What to produce
What lines in the records below hold the string "BTreeMap"? Please show them.

Excerpted records START

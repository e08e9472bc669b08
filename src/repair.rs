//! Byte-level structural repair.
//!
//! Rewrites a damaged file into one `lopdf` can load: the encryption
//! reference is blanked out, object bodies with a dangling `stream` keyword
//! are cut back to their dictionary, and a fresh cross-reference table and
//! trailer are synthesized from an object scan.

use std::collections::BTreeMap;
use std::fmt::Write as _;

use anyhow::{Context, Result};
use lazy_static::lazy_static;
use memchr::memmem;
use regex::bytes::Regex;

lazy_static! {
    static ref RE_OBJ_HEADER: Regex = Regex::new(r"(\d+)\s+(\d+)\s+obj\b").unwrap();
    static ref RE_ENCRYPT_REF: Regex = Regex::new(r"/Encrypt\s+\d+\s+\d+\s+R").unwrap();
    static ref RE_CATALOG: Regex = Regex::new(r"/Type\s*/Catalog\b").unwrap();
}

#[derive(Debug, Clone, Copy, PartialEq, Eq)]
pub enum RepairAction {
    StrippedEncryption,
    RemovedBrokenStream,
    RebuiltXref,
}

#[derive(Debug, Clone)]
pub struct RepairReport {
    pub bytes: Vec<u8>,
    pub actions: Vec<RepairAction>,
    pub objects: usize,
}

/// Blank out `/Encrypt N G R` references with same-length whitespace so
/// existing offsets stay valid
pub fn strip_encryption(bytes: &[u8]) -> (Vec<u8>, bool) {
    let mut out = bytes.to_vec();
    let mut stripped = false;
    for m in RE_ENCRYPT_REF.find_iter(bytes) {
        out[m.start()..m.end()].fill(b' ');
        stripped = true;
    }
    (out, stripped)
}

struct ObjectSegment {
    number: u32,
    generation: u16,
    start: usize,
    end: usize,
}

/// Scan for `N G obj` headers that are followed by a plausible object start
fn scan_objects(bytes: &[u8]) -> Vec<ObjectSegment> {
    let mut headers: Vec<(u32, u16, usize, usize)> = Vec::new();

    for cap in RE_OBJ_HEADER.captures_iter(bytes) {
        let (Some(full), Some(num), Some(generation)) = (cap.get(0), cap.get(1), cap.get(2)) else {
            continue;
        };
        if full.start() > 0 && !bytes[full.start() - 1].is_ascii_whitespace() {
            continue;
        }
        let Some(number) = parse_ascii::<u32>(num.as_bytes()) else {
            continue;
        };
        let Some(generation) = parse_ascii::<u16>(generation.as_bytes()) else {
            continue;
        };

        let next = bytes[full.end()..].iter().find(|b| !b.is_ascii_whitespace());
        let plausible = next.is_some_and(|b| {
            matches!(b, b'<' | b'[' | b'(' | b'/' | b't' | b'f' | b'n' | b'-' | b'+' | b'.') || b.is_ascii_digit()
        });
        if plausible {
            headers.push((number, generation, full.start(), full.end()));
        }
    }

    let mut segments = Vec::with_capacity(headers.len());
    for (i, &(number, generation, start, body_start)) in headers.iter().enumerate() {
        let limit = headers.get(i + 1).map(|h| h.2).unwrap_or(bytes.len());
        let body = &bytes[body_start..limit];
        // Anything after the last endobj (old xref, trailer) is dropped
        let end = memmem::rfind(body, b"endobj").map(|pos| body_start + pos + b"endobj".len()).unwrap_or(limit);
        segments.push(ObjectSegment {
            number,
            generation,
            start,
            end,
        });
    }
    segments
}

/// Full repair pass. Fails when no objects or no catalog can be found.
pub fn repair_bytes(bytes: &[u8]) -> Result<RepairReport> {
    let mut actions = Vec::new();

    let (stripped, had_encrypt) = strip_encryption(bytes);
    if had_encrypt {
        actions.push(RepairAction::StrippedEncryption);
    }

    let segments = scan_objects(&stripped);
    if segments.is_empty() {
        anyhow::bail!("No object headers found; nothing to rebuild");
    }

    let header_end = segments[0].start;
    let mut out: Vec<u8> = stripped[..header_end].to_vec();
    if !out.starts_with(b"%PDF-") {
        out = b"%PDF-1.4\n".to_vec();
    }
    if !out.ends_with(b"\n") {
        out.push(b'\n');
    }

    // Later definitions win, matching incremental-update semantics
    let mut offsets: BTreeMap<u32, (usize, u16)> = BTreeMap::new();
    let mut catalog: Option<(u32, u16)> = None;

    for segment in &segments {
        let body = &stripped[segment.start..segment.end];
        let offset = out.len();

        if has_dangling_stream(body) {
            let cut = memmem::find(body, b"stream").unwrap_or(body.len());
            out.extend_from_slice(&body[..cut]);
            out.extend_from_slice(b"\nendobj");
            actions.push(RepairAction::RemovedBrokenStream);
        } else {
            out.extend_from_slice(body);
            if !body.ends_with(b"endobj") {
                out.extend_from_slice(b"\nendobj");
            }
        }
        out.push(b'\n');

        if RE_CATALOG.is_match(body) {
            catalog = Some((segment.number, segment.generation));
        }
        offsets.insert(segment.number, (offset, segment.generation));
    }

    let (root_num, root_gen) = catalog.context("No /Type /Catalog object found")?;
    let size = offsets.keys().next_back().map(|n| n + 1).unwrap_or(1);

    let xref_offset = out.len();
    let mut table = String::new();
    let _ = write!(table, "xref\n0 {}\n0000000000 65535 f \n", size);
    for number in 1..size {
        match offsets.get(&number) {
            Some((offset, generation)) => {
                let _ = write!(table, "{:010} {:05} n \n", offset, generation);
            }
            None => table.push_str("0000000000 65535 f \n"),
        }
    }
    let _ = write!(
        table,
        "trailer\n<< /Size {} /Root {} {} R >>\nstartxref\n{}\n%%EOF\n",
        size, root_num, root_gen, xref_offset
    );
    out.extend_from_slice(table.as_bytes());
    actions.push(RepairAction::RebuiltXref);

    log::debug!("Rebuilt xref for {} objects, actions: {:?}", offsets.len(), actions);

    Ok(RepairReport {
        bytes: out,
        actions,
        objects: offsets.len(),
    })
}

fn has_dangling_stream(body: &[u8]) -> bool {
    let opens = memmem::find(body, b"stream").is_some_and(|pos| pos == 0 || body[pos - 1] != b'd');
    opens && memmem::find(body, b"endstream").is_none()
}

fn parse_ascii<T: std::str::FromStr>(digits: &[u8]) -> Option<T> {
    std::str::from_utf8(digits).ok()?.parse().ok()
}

Excerpted records END

Output for this exercise
use std::collections::BTreeMap;
    let mut offsets: BTreeMap<u32, (usize, u16)> = BTreeMap::new();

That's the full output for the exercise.